▶ **Records from a collection**:
//! Hybrid retrieval: dense similarity + BM25, fused with Reciprocal Rank
//! Fusion, optionally reranked by a cross-encoder.
//!
//! # Pipeline
//!
//! ```text
//!            ┌── dense: embed query → index.search(dense_limit) ──┐
//! query ─────┤                                                     ├─▶ RRF ─▶ rerank? ─▶ top_k
//!            └── lexical: index.scroll(≤ sparse_pool) → BM25 ─────┘
//! ```
//!
//! The two stages run concurrently and both must succeed; there is no
//! lexical-only fallback when the embedder or the index is down.
//!
//! BM25 statistics come from the scanned pool, not the whole collection, and
//! only pool entries with a positive BM25 score take part in fusion. A chunk
//! seen by both stages keeps its dense score and the larger lexical score.

use std::collections::HashMap;
use std::sync::Arc;

use anyhow::Result;
use serde::Serialize;

use ragnetic_core::error::RagError;
use ragnetic_core::fusion::{rank_by_score, reciprocal_rank_fusion, RRF_K};
use ragnetic_core::lexical::{bm25_scores, Bm25Params};
use ragnetic_core::models::{Candidate, Metadata};

use crate::config::RetrievalConfig;
use crate::embedding::{embed_query, EmbeddingProvider};
use crate::index::VectorIndex;
use crate::rerank::CrossEncoder;

/// Default retrieval knobs, usually taken from `[retrieval]` config.
#[derive(Debug, Clone, Copy, PartialEq)]
pub struct RetrievalParams {
    pub top_k: usize,
    pub dense_limit: usize,
    pub sparse_pool: usize,
    pub rerank_top_n: usize,
    pub scroll_page_size: usize,
    pub bm25: Bm25Params,
}

impl Default for RetrievalParams {
    fn default() -> Self {
        Self::from(&RetrievalConfig::default())
    }
}

impl From<&RetrievalConfig> for RetrievalParams {
    fn from(c: &RetrievalConfig) -> Self {
        Self {
            top_k: c.top_k,
            dense_limit: c.dense_limit,
            sparse_pool: c.sparse_pool,
            rerank_top_n: c.rerank_top_n,
            scroll_page_size: c.scroll_page_size.max(1),
            bm25: c.bm25(),
        }
    }
}

/// Per-call overrides. `None` (or `0`) falls back to [`RetrievalParams`].
#[derive(Debug, Clone, Copy, Default, PartialEq, Eq)]
pub struct RetrieveOptions {
    pub top_k: Option<usize>,
    pub dense_limit: Option<usize>,
    pub sparse_pool: Option<usize>,
    pub rerank_top_n: Option<usize>,
}

fn pick(value: Option<usize>, default: usize) -> usize {
    value.filter(|v| *v > 0).unwrap_or(default)
}

/// One ranked passage.
#[derive(Debug, Clone, PartialEq, Serialize)]
pub struct RetrievalResult {
    pub snippet: String,
    pub score: f64,
    pub metadata: Metadata,
    pub doc_id: Option<i64>,
    pub dense_score: f64,
    pub sparse_score: f64,
}

impl From<Candidate> for RetrievalResult {
    fn from(c: Candidate) -> Self {
        Self {
            snippet: c.text,
            score: c.final_score,
            metadata: c.metadata,
            doc_id: c.doc_id,
            dense_score: c.dense_score,
            sparse_score: c.sparse_score,
        }
    }
}

/// Stateless per call; share it behind an `Arc`.
pub struct HybridRetriever {
    index: Arc<dyn VectorIndex>,
    embedder: Arc<dyn EmbeddingProvider>,
    cross_encoder: Option<Arc<dyn CrossEncoder>>,
    params: RetrievalParams,
}

fn unavailable(e: anyhow::Error) -> RagError {
    RagError::RetrievalUnavailable(format!("{:#}", e))
}

impl HybridRetriever {
    pub fn new(
        index: Arc<dyn VectorIndex>,
        embedder: Arc<dyn EmbeddingProvider>,
        params: RetrievalParams,
    ) -> Self {
        Self {
            index,
            embedder,
            cross_encoder: None,
            params,
        }
    }

    pub fn with_cross_encoder(mut self, cross_encoder: Option<Arc<dyn CrossEncoder>>) -> Self {
        self.cross_encoder = cross_encoder;
        self
    }

    pub fn params(&self) -> &RetrievalParams {
        &self.params
    }

    /// Answer `query` against knowledge base `kb_id`.
    ///
    /// Returns at most `top_k` results sorted by descending score. A blank
    /// query returns no results.
    ///
    /// # Errors
    ///
    /// [`RagError::RetrievalUnavailable`] if embedding the query, the dense
    /// search, or the scan fails.
    pub async fn retrieve(
        &self,
        kb_id: i64,
        query: &str,
        opts: &RetrieveOptions,
    ) -> Result<Vec<RetrievalResult>, RagError> {
        if query.trim().is_empty() {
            return Ok(Vec::new());
        }

        let top_k = pick(opts.top_k, self.params.top_k);
        let dense_limit = pick(opts.dense_limit, self.params.dense_limit);
        let sparse_pool = pick(opts.sparse_pool, self.params.sparse_pool);
        let rerank_top_n = pick(opts.rerank_top_n, self.params.rerank_top_n);

        let collection = self
            .index
            .ensure_collection(kb_id)
            .await
            .map_err(unavailable)?;

        let (dense, mut pool) = tokio::try_join!(
            self.dense_stage(&collection, query, dense_limit),
            self.lexical_stage(&collection, sparse_pool),
        )
        .map_err(unavailable)?;

        let sparse = bm25_scores(
            query,
            &pool.iter().map(|c| c.text.as_str()).collect::<Vec<_>>(),
            &self.params.bm25,
        );
        for (c, score) in pool.iter_mut().zip(sparse) {
            c.sparse_score = score;
        }
        let pool_size = pool.len();
        let lexical: Vec<Candidate> = pool.into_iter().filter(|c| c.sparse_score > 0.0).collect();

        let dense_rank = rank_by_score(&dense, |c| c.id.as_str(), |c| c.dense_score);
        let sparse_rank = rank_by_score(&lexical, |c| c.id.as_str(), |c| c.sparse_score);
        let fused = reciprocal_rank_fusion(&dense_rank, &sparse_rank, RRF_K);

        tracing::debug!(
            kb_id,
            dense = dense.len(),
            pool = pool_size,
            lexical = lexical.len(),
            "retrieval stages complete"
        );

        let mut merged = merge_candidates(dense, lexical);
        for c in merged.iter_mut() {
            c.final_score = fused.get(&c.id).copied().unwrap_or(0.0);
        }
        sort_desc(&mut merged);

        merged.truncate(top_k.max(rerank_top_n));
        self.rerank(query, &mut merged).await;
        merged.truncate(top_k);

        Ok(merged.into_iter().map(RetrievalResult::from).collect())
    }

    async fn dense_stage(
        &self,
        collection: &str,
        query: &str,
        limit: usize,
    ) -> Result<Vec<Candidate>> {
        let vector = embed_query(self.embedder.as_ref(), query).await?;
        let hits = self.index.search(collection, &vector, limit).await?;
        Ok(hits
            .into_iter()
            .map(|h| {
                let mut c = Candidate::from_payload(h.id, h.payload);
                c.dense_score = h.score;
                c
            })
            .collect())
    }

    /// Bounded scan of up to `max_points` non-empty points.
    async fn lexical_stage(&self, collection: &str, max_points: usize) -> Result<Vec<Candidate>> {
        let mut gathered: Vec<Candidate> = Vec::new();
        let mut cursor: Option<String> = None;

        while gathered.len() < max_points {
            let limit = self
                .params
                .scroll_page_size
                .min(max_points - gathered.len());
            let page = self.index.scroll(collection, cursor.take(), limit).await?;
            if page.points.is_empty() {
                break;
            }
            for p in page.points {
                if p.payload.text.is_empty() {
                    continue;
                }
                gathered.push(Candidate::from_payload(p.id, p.payload));
            }
            match page.next_cursor {
                Some(next) => cursor = Some(next),
                None => break,
            }
        }

        Ok(gathered)
    }

    /// Cross-encoder pass over `candidates`. Any failure leaves the fused
    /// order untouched.
    async fn rerank(&self, query: &str, candidates: &mut [Candidate]) {
        let Some(ce) = &self.cross_encoder else {
            return;
        };
        if candidates.is_empty() || !ce.available().await {
            return;
        }

        let texts: Vec<String> = candidates.iter().map(|c| c.text.clone()).collect();
        match ce.score(query, &texts).await {
            Ok(scores) if scores.len() == candidates.len() => {
                for (c, s) in candidates.iter_mut().zip(scores) {
                    c.final_score += 2.0 * s;
                }
                sort_desc(candidates);
            }
            Ok(scores) => {
                tracing::warn!(
                    expected = candidates.len(),
                    got = scores.len(),
                    "cross-encoder returned wrong number of scores, keeping fused order"
                );
            }
            Err(e) => {
                tracing::warn!(error = %format!("{:#}", e), "cross-encoder failed, keeping fused order");
            }
        }
    }
}

/// Union by id, dense hits first. On collision the dense entry is kept and
/// takes the larger lexical score.
fn merge_candidates(dense: Vec<Candidate>, lexical: Vec<Candidate>) -> Vec<Candidate> {
    let mut merged: Vec<Candidate> = Vec::with_capacity(dense.len() + lexical.len());
    let mut positions: HashMap<String, usize> = HashMap::new();

    for c in dense.into_iter().chain(lexical) {
        match positions.get(&c.id) {
            Some(&pos) => {
                let existing = &mut merged[pos];
                existing.sparse_score = existing.sparse_score.max(c.sparse_score);
            }
            None => {
                positions.insert(c.id.clone(), merged.len());
                merged.push(c);
            }
        }
    }
    merged
}

/// Stable: equal scores keep their order.
fn sort_desc(candidates: &mut [Candidate]) {
    candidates.sort_by(|a, b| b.final_score.total_cmp(&a.final_score));
}

/// CLI entry point: retrieve and print results to stdout.
pub async fn run_search(
    retriever: &HybridRetriever,
    kb_id: i64,
    query: &str,
    opts: &RetrieveOptions,
    json: bool,
) -> Result<()> {
    let results = retriever.retrieve(kb_id, query, opts).await?;

    if json {
        println!("{}", serde_json::to_string_pretty(&results)?);
        return Ok(());
    }

    if results.is_empty() {
        println!("No results.");
        return Ok(());
    }

    for (i, result) in results.iter().enumerate() {
        let source = result
            .metadata
            .get("source")
            .and_then(|v| v.as_str())
            .unwrap_or("(unknown)");
        println!("{}. [{:.4}] {}", i + 1, result.score, source);
        println!(
            "    scoring: dense={:.3}  bm25={:.3}",
            result.dense_score, result.sparse_score
        );
        if let Some(doc_id) = result.doc_id {
            println!("    doc: {}", doc_id);
        }
        if let Some(idx) = result.metadata.get("chunk_index").and_then(|v| v.as_i64()) {
            println!("    chunk: {}", idx);
        }
        println!(
            "    excerpt: \"{}\"",
            result.snippet.replace('\n', " ").trim()
        );
        println!();
    }

    Ok(())
}

#[cfg(test)]
mod tests {
    use super::*;
    use ragnetic_core::models::PointPayload;

    fn cand(id: &str, dense: f64, sparse: f64) -> Candidate {
        let mut c = Candidate::from_payload(
            id,
            PointPayload {
                text: format!("text {}", id),
                ..Default::default()
            },
        );
        c.dense_score = dense;
        c.sparse_score = sparse;
        c
    }

    #[test]
    fn merge_keeps_dense_and_max_sparse() {
        let dense = vec![cand("a", 0.9, 0.0), cand("b", 0.5, 0.0)];
        let lexical = vec![cand("b", 0.0, 3.0), cand("c", 0.0, 1.0)];
        let merged = merge_candidates(dense, lexical);
        let ids: Vec<&str> = merged.iter().map(|c| c.id.as_str()).collect();
        assert_eq!(ids, vec!["a", "b", "c"]);
        assert_eq!(merged[1].dense_score, 0.5);
        assert_eq!(merged[1].sparse_score, 3.0);
    }

    #[test]
    fn sort_is_stable_on_ties() {
        let mut cs = vec![cand("x", 0.0, 0.0), cand("y", 0.0, 0.0), cand("z", 0.0, 0.0)];
        cs[0].final_score = 0.1;
        cs[1].final_score = 0.2;
        cs[2].final_score = 0.1;
        sort_desc(&mut cs);
        let ids: Vec<&str> = cs.iter().map(|c| c.id.as_str()).collect();
        assert_eq!(ids, vec!["y", "x", "z"]);
    }

    #[test]
    fn options_fall_back_to_params() {
        assert_eq!(pick(None, 5), 5);
        assert_eq!(pick(Some(0), 5), 5);
        assert_eq!(pick(Some(3), 5), 3);
    }

    #[test]
    fn params_from_config() {
        let p = RetrievalParams::default();
        assert_eq!(p.top_k, 5);
        assert_eq!(p.dense_limit, 30);
        assert_eq!(p.sparse_pool, 800);
        assert_eq!(p.rerank_top_n, 12);
        assert_eq!(p.scroll_page_size, 128);
        assert_eq!(p.bm25, Bm25Params::default());
    }
}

▶ **TASK ITEM**: Give the number of lines in the records above that contain "anyhow", with no other words.

▶ **TASK RESPONSE**: 2